While my preference is to cook the chickpeas from scratch, loading up the cooking water with garlic, sage, parsley, and such so that in the end it serves as a stock, this version uses organic canned chickpeas and stock or broth, plus a chunk of Parmigiano-Reggiano rind for flavor. The farro requires a soak but only 20 to 30 minutes to cook.
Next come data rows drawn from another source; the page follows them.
//! Builder API for ergonomic machine construction.
//!
//! This module provides a fluent builder, the machine configuration and a
//! macro for declaring state keys with minimal boilerplate.

pub mod config;
pub mod error;
pub mod machine;
pub mod macros;

pub use config::{HsmConfig, DEFAULT_HISTORY_LIMIT};
pub use error::BuildError;
pub use machine::HsmBuilder;
//! hsm-engine: a hierarchical state machine runtime
//!
//! States are composed into a hierarchy; an event a state does not handle
//! is delegated to its parent, so ancestors carry shared and default
//! behavior. Events are routed by signal bitmask and processed strictly in
//! the order they were raised.
//!
//! # Core Concepts
//!
//! - **Signal**: bit-flag identifier of an event kind; handlers match on a
//!   nonzero bitwise intersection with their mask
//! - **State**: entry/exit hooks plus handlers evaluated in attachment order
//! - **Hsm**: owns the states, queues events behind a lock and walks the
//!   exit/entry chain whenever a handler names a new state
//! - **Entry redirects**: `entry` may itself name another state, and the
//!   machine keeps moving until the chain settles
//!
//! # Example
//!
//! ```rust
//! use hsm_engine::{state_keys, Hsm, Signal, SignalEvent, State, Stateful};
//!
//! state_keys! {
//!     enum Lamp {
//!         Root,
//!         On,
//!         Off,
//!     }
//! }
//!
//! const TURN_ON: Signal = Signal::bit(0);
//! const TURN_OFF: Signal = Signal::bit(1);
//!
//! type Log = Vec<&'static str>;
//!
//! struct Root;
//! struct Light(&'static str);
//!
//! impl Stateful<Lamp, Log> for Root {
//!     fn entry(&mut self, _: &mut Log) -> Option<Lamp> {
//!         Some(Lamp::Off)
//!     }
//! }
//!
//! impl Stateful<Lamp, Log> for Light {
//!     fn entry(&mut self, log: &mut Log) -> Option<Lamp> {
//!         log.push(self.0);
//!         None
//!     }
//! }
//!
//! let mut hsm: Hsm<Lamp, SignalEvent, Log> =
//!     Hsm::new(State::new(Lamp::Root, Root), Vec::new());
//! hsm.attach_state(
//!     State::new(Lamp::Off, Light("off"))
//!         .with_parent(Lamp::Root)
//!         .on(TURN_ON, |_, _, _| Some(Lamp::On)),
//! )?;
//! hsm.attach_state(
//!     State::new(Lamp::On, Light("on"))
//!         .with_parent(Lamp::Root)
//!         .on(TURN_OFF, |_, _, _| Some(Lamp::Off)),
//! )?;
//!
//! assert_eq!(hsm.init()?, Lamp::Off);
//!
//! hsm.raise_event(SignalEvent::new(TURN_ON));
//! hsm.raise_event(SignalEvent::new(TURN_OFF));
//! assert_eq!(hsm.dispatch_events()?, Lamp::Off);
//! assert_eq!(hsm.context(), &vec!["off", "on", "off"]);
//! # Ok::<(), hsm_engine::HsmError>(())
//! ```

pub mod builder;
pub mod checkpoint;
pub mod core;
pub mod enforcement;
pub mod engine;

// Re-export commonly used types
pub use crate::builder::{BuildError, HsmBuilder, HsmConfig};
pub use crate::checkpoint::{Checkpoint, CheckpointError};
pub use crate::core::{Event, Signal, SignalEvent, StateKey, TransitionLog, TransitionRecord};
pub use crate::engine::{DispatchStats, EventHandler, Hsm, HsmError, Raiser, State, Stateful};
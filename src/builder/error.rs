//! Build errors for the machine builder.

use crate::engine::HsmError;
use thiserror::Error;

/// Errors that can occur when building a machine.
#[derive(Debug, Error)]
pub enum BuildError {
    #[error("Root state not specified. Call .root(state) before .build()")]
    MissingRoot,

    #[error("Context not specified. Call .context(xif) before .build()")]
    MissingContext,

    #[error("Invalid state hierarchy: {0}")]
    Registry(#[from] HsmError),
}
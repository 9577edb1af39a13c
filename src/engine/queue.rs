//! Pending-event queue shared between producers and the dispatch loop.
//!
//! The queue is a FIFO behind a `lock_api` mutex. Any `RawMutex` with
//! blocking, unbounded acquire can guard it; `parking_lot::RawMutex` is the
//! default. The lock is held only for the push or pop itself, never while
//! a handler runs, so handlers may raise further events.

use crate::core::Event;
use parking_lot::lock_api::{Mutex, RawMutex};
use std::collections::VecDeque;
use std::fmt;
use std::sync::Arc;

/// Lock-protected FIFO of events awaiting dispatch.
pub struct EventQueue<E, R: RawMutex = parking_lot::RawMutex> {
    pending: Mutex<R, VecDeque<E>>,
}

impl<E: Event, R: RawMutex> EventQueue<E, R> {
    pub fn new() -> Self {
        Self {
            pending: Mutex::new(VecDeque::new()),
        }
    }

    pub fn push(&self, event: E) {
        let signal = event.signal();
        let depth = {
            let mut pending = self.pending.lock();
            pending.push_back(event);
            pending.len()
        };
        tracing::trace!(%signal, depth, "event raised");
    }

    /// Remove and return the oldest event as one locked step.
    pub fn pop(&self) -> Option<E> {
        self.pending.lock().pop_front()
    }

    pub fn len(&self) -> usize {
        self.pending.lock().len()
    }

    pub fn is_empty(&self) -> bool {
        self.pending.lock().is_empty()
    }

    /// Drop every pending event, returning how many were discarded.
    pub fn clear(&self) -> usize {
        let mut pending = self.pending.lock();
        let dropped = pending.len();
        pending.clear();
        dropped
    }
}

impl<E: Event, R: RawMutex> Default for EventQueue<E, R> {
    fn default() -> Self {
        Self::new()
    }
}

impl<E, R: RawMutex> fmt::Debug for EventQueue<E, R> {
    fn fmt(&self, f: &mut fmt::Formatter<'_>) -> fmt::Result {
        f.debug_struct("EventQueue")
            .field("pending", &self.pending.lock().len())
            .finish()
    }
}

/// Cloneable handle for raising events from other threads or tasks.
///
/// # Example
///
/// ```rust
/// use hsm_engine::core::{Signal, SignalEvent};
/// use hsm_engine::engine::{EventQueue, Raiser};
/// use std::sync::Arc;
///
/// let queue: Arc<EventQueue<SignalEvent>> = Arc::new(EventQueue::new());
/// let raiser = Raiser::new(Arc::clone(&queue));
///
/// let worker = {
///     let raiser = raiser.clone();
///     std::thread::spawn(move || raiser.raise(SignalEvent::new(Signal::USER)))
/// };
/// worker.join().unwrap();
///
/// assert_eq!(raiser.pending(), 1);
/// ```
pub struct Raiser<E, R: RawMutex = parking_lot::RawMutex> {
    queue: Arc<EventQueue<E, R>>,
}

impl<E: Event, R: RawMutex> Raiser<E, R> {
    pub fn new(queue: Arc<EventQueue<E, R>>) -> Self {
        Self { queue }
    }

    pub fn raise(&self, event: E) {
        self.queue.push(event);
    }

    pub fn pending(&self) -> usize {
        self.queue.len()
    }
}

impl<E, R: RawMutex> Clone for Raiser<E, R> {
    fn clone(&self) -> Self {
        Self {
            queue: Arc::clone(&self.queue),
        }
    }
}

impl<E, R: RawMutex> fmt::Debug for Raiser<E, R> {
    fn fmt(&self, f: &mut fmt::Formatter<'_>) -> fmt::Result {
        f.debug_struct("Raiser")
            .field("queue", &self.queue)
            .finish()
    }
}
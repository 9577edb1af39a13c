//! The runtime: states, handlers, the event queue and the machine that
//! drives them.
//!
//! # Key Concepts
//!
//! - **Handlers**: a signal mask bound to a callback; first match wins
//! - **States**: lifecycle hooks plus handlers, linked to a parent by key
//! - **Hsm**: owns the states, queues events and walks exit/entry chains
//!
//! Nothing here spawns threads or tasks. Producers raise events from any
//! context through a [`Raiser`]; the application calls
//! [`Hsm::dispatch_events`] from its own loop.

mod error;
mod handler;
mod hsm;
mod queue;
mod state;

pub use error::HsmError;
pub use handler::{EventHandler, HandlerFn};
pub use hsm::{DispatchStats, Hsm};
pub use queue::{EventQueue, Raiser};
pub use state::{State, Stateful};

pub(crate) use state::Node;
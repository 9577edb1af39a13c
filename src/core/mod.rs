//! Core value types of the state machine.
//!
//! This module contains the plain data the engine moves around:
//! - Signals and the `Event` capability
//! - State keys that address the state arena
//! - Bounded transition history
//!
//! Nothing in here runs application code; hooks and handlers live in the
//! engine module.

mod event;
mod history;
mod key;
mod signal;

pub use event::{Event, SignalEvent};
pub use history::{TransitionLog, TransitionRecord};
pub use key::StateKey;
pub use signal::Signal;
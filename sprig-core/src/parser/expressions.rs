use std::rc::Rc;

use super::error::ParseError;
use super::statements::parse_block_statement;
use crate::ast::{BinaryOperator, Callee, Expression, FunctionLiteral, Identifier, UnaryOperator};
use crate::parser::Parser;
use crate::token::TokenKind;

#[derive(PartialOrd, PartialEq, Debug, Clone, Copy)]
pub enum Precedence {
    Lowest = 0,
    Equality,
    Relational,
    Additive,
    Multiplicative,
    Unary,
    Call,
}

pub fn precedence_of(token: TokenKind) -> Precedence {
    match token {
        TokenKind::Equal => Precedence::Equality,
        TokenKind::NotEqual => Precedence::Equality,
        TokenKind::LessThan => Precedence::Relational,
        TokenKind::GreaterThan => Precedence::Relational,
        TokenKind::Plus => Precedence::Additive,
        TokenKind::Minus => Precedence::Additive,
        TokenKind::Asterisk => Precedence::Multiplicative,
        TokenKind::Slash => Precedence::Multiplicative,
        TokenKind::LParen => Precedence::Call,
        _ => Precedence::Lowest,
    }
}

type PrefixParseFn = fn(&mut Parser<'_>) -> Result<Expression, ParseError>;
type InfixParseFn = fn(&mut Parser<'_>, Expression) -> Result<Expression, ParseError>;

/// What can start an expression.
fn prefix_parse_function(token: TokenKind) -> Option<PrefixParseFn> {
    match token {
        TokenKind::Identifier => Some(parse_identifier),
        TokenKind::Integer => Some(parse_integer_literal),
        TokenKind::True | TokenKind::False => Some(parse_boolean_literal),
        TokenKind::Function => Some(parse_function_literal),
        TokenKind::Bang | TokenKind::Minus => Some(parse_unary_expression),
        TokenKind::LParen => Some(parse_grouped_expression),
        TokenKind::If => Some(parse_if_expression),
        _ => None,
    }
}

/// What can continue an expression once a left operand exists.
fn infix_parse_function(token: TokenKind) -> Option<InfixParseFn> {
    match token {
        TokenKind::Plus
        | TokenKind::Minus
        | TokenKind::Asterisk
        | TokenKind::Slash
        | TokenKind::LessThan
        | TokenKind::GreaterThan
        | TokenKind::Equal
        | TokenKind::NotEqual => Some(parse_binary_expression),
        TokenKind::LParen => Some(parse_call_expression),
        _ => None,
    }
}

/// Parses the expression starting at the current token, consuming operators
/// while they bind tighter than `precedence`.
pub fn parse_expression(
    parser: &mut Parser,
    precedence: Precedence,
) -> Result<Expression, ParseError> {
    let Some(prefix) = prefix_parse_function(parser.token.kind) else {
        return Err(ParseError::NoUnaryParseFunction(parser.token.clone()));
    };
    let mut left_expression = prefix(parser)?;

    while !parser.peek_token_is(TokenKind::SemiColon) && precedence < parser.peek_precedence() {
        let Some(infix) = infix_parse_function(parser.peek_token.kind) else {
            break;
        };
        parser.next_token();
        left_expression = infix(parser, left_expression)?;
    }

    Ok(left_expression)
}

fn parse_identifier(parser: &mut Parser) -> Result<Expression, ParseError> {
    Ok(Expression::Identifier(Identifier::new(
        parser.token.text.clone(),
    )))
}

fn parse_integer_literal(parser: &mut Parser) -> Result<Expression, ParseError> {
    parser
        .token
        .text
        .parse()
        .map(Expression::IntegerLiteral)
        .map_err(|_| ParseError::InvalidInteger(parser.token.clone()))
}

fn parse_boolean_literal(parser: &mut Parser) -> Result<Expression, ParseError> {
    Ok(Expression::BooleanLiteral(parser.token_is(TokenKind::True)))
}

fn parse_unary_expression(parser: &mut Parser) -> Result<Expression, ParseError> {
    let operator = match parser.token.kind {
        TokenKind::Bang => UnaryOperator::Bang,
        _ => UnaryOperator::Minus,
    };
    parser.next_token();

    Ok(Expression::Unary {
        operator,
        operand: Box::new(parse_expression(parser, Precedence::Unary)?),
    })
}

fn binary_operator(token: TokenKind) -> BinaryOperator {
    match token {
        TokenKind::Plus => BinaryOperator::Plus,
        TokenKind::Minus => BinaryOperator::Minus,
        TokenKind::Asterisk => BinaryOperator::Multiply,
        TokenKind::Slash => BinaryOperator::Divide,
        TokenKind::LessThan => BinaryOperator::LessThan,
        TokenKind::GreaterThan => BinaryOperator::GreaterThan,
        TokenKind::Equal => BinaryOperator::Equal,
        _ => BinaryOperator::NotEqual,
    }
}

fn parse_binary_expression(parser: &mut Parser, left: Expression) -> Result<Expression, ParseError> {
    let operator = binary_operator(parser.token.kind);
    let precedence = parser.current_precedence();
    parser.next_token();

    Ok(Expression::Binary {
        operator,
        left: Box::new(left),
        right: Box::new(parse_expression(parser, precedence)?),
    })
}

fn parse_grouped_expression(parser: &mut Parser) -> Result<Expression, ParseError> {
    parser.next_token();
    let expression = parse_expression(parser, Precedence::Lowest)?;
    parser.expect_peek(TokenKind::RParen)?;

    Ok(expression)
}

fn parse_if_expression(parser: &mut Parser) -> Result<Expression, ParseError> {
    parser.expect_peek(TokenKind::LParen)?;
    parser.next_token();
    let condition = Box::new(parse_expression(parser, Precedence::Lowest)?);
    parser.expect_peek(TokenKind::RParen)?;

    parser.expect_peek(TokenKind::LBrace)?;
    let consequence = parse_block_statement(parser)?;

    let alternative = if parser.peek_token_is(TokenKind::Else) {
        parser.next_token();
        parser.expect_peek(TokenKind::LBrace)?;
        Some(parse_block_statement(parser)?)
    } else {
        None
    };

    Ok(Expression::If {
        condition,
        consequence,
        alternative,
    })
}

fn parse_function_literal(parser: &mut Parser) -> Result<Expression, ParseError> {
    parser.expect_peek(TokenKind::LParen)?;
    let parameters = parse_parameters(parser)?;

    parser.expect_peek(TokenKind::LBrace)?;
    let body = parse_block_statement(parser)?;

    Ok(Expression::FunctionLiteral(FunctionLiteral {
        parameters: parameters.into(),
        body: Rc::new(body),
    }))
}

fn parse_parameters(parser: &mut Parser) -> Result<Vec<Identifier>, ParseError> {
    let mut identifiers = Vec::new();

    if parser.peek_token_is(TokenKind::RParen) {
        parser.next_token();
        return Ok(identifiers);
    }

    parser.expect_peek(TokenKind::Identifier)?;
    identifiers.push(Identifier::new(parser.token.text.clone()));

    while parser.peek_token_is(TokenKind::Comma) {
        parser.next_token();
        parser.expect_peek(TokenKind::Identifier)?;
        identifiers.push(Identifier::new(parser.token.text.clone()));
    }

    parser.expect_peek(TokenKind::RParen)?;

    Ok(identifiers)
}

fn parse_call_expression(parser: &mut Parser, left: Expression) -> Result<Expression, ParseError> {
    let start = parser.token.start;
    let arguments = parse_call_arguments(parser)?;

    let function = Callee::try_from(left)
        .map_err(|expression| ParseError::InvalidCallee { expression, start })?;

    Ok(Expression::Call {
        function,
        arguments,
    })
}

// A broken argument after the first one is reported and left out; the call
// itself survives.
fn parse_call_arguments(parser: &mut Parser) -> Result<Vec<Expression>, ParseError> {
    let mut arguments = Vec::new();

    if parser.peek_token_is(TokenKind::RParen) {
        parser.next_token();
        return Ok(arguments);
    }

    parser.next_token();
    arguments.push(parse_expression(parser, Precedence::Lowest)?);

    while parser.peek_token_is(TokenKind::Comma) {
        parser.next_token();
        parser.next_token();
        match parse_expression(parser, Precedence::Lowest) {
            Ok(argument) => arguments.push(argument),
            Err(err) => parser.record(err),
        }
    }

    parser.expect_peek(TokenKind::RParen)?;

    Ok(arguments)
}

#[cfg(test)]
mod tests {
    use super::*;

    #[test]
    fn test_precedence_order() {
        assert!(Precedence::Lowest < Precedence::Equality);
        assert!(Precedence::Equality < Precedence::Relational);
        assert!(Precedence::Relational < Precedence::Additive);
        assert!(Precedence::Additive < Precedence::Multiplicative);
        assert!(Precedence::Multiplicative < Precedence::Unary);
        assert!(Precedence::Unary < Precedence::Call);
    }

    #[test]
    fn test_every_infix_token_has_a_precedence() {
        let tokens = [
            TokenKind::Plus,
            TokenKind::Minus,
            TokenKind::Asterisk,
            TokenKind::Slash,
            TokenKind::LessThan,
            TokenKind::GreaterThan,
            TokenKind::Equal,
            TokenKind::NotEqual,
            TokenKind::LParen,
        ];
        for token in tokens {
            assert!(infix_parse_function(token).is_some(), "{token}");
            assert!(precedence_of(token) > Precedence::Lowest, "{token}");
        }
        assert!(infix_parse_function(TokenKind::SemiColon).is_none());
        assert!(prefix_parse_function(TokenKind::RBrace).is_none());
    }
}
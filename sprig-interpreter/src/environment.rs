use crate::value::{Function, Value};
use gc::{Finalize, Gc, GcCell, Trace};
use std::collections::HashMap;

#[derive(Trace, Finalize)]
struct Frame {
    store: HashMap<String, Value>,
    outer: Option<Environment>,
}

/// Handle to one frame of the scope chain.
///
/// Frames are shared between the call that created them and every closure
/// defined inside, and are collected once none of those is reachable any
/// more (cycles through recursive closures included).
#[derive(Clone, Trace, Finalize)]
pub struct Environment {
    frame: Gc<GcCell<Frame>>,
}

impl Environment {
    pub fn new() -> Self {
        Environment {
            frame: Gc::new(GcCell::new(Frame {
                store: HashMap::new(),
                outer: None,
            })),
        }
    }

    pub fn new_enclosed(outer: Environment) -> Environment {
        Environment {
            frame: Gc::new(GcCell::new(Frame {
                store: HashMap::new(),
                outer: Some(outer),
            })),
        }
    }

    /// Frame for one call of `function`: parented to the environment the
    /// function captured, with parameters bound positionally. Missing
    /// arguments leave their parameter unbound; extra arguments are dropped.
    pub fn for_call(function: &Function, arguments: Vec<Value>) -> Environment {
        let mut environment = Environment::new_enclosed(function.env.clone());
        for (parameter, argument) in function.parameters.iter().zip(arguments) {
            environment.set(&parameter.name, argument);
        }
        environment
    }

    /// Looks `key` up in this frame, then in each enclosing frame.
    pub fn get(&self, key: &str) -> Option<Value> {
        let frame = self.frame.borrow();
        match frame.store.get(key) {
            Some(value) => Some(value.clone()),
            None => frame.outer.as_ref().and_then(|outer| outer.get(key)),
        }
    }

    /// Binds `key` in this frame, never in an enclosing one.
    pub fn set(&mut self, key: &str, value: Value) {
        self.frame
            .borrow_mut()
            .store
            .insert(key.to_owned(), value);
    }

    pub fn ptr_eq(&self, other: &Environment) -> bool {
        std::ptr::eq::<GcCell<Frame>>(&*self.frame, &*other.frame)
    }
}

impl Default for Environment {
    fn default() -> Self {
        Self::new()
    }
}

// Frames can reach themselves through closures, so only the names are shown.
impl std::fmt::Debug for Environment {
    fn fmt(&self, f: &mut std::fmt::Formatter<'_>) -> std::fmt::Result {
        let frame = self.frame.borrow();
        let mut names = frame.store.keys().collect::<Vec<_>>();
        names.sort();
        f.debug_struct("Environment")
            .field("names", &names)
            .field("outer", &frame.outer)
            .finish()
    }
}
- 1½ cups farro, soaked for an hour or longer in cold water
- 2 to 4 Tbsp. olive oil
- 1 onion, finely chopped
- 1 celery rib, finely diced
- 2 Tbsp. finely chopped rosemary
- 2 Tbsp. finely chopped parsley
- 3 bay leaves
- 1 plump garlic clove, peeled
- Chunk of Parmigiano-Reggiano cheese rind
- 6 cups water or stock
- 1 can (15 oz.) chickpeas, preferably organic
- Sea salt and freshly ground pepper
- Extra-virgin olive oil
- 1 tsp. minced rosemary
- Freshly grated Parmigiano-Reggiano
- Make the soup: Drain the farro. Heat the oil in a wide soup pot and add the onion, celery, rosemary, parsley, and bay leaves. Cook over medium heat, stirring occasionally, until the onion has softened but not browned, about 5 minutes. Add the garlic, cheese rind, drained farro, and water or stock. Bring to a boil, then cover the pan and simmer until the farro is tender, about 20 minutes.
- If using organic canned chickpeas, strain the liquid into the soup. Cover the chickpeas with cool water, gently rub them together to loosen the skins, and discard them as they float to the surface. Then add the skinned chickpeas to the soup. They taste better and look nicer this way.
- To serve: Taste for salt and season with pepper. Ladle the soup into bowls, drizzle over some olive oil, add the rosemary, and grate in a little cheese.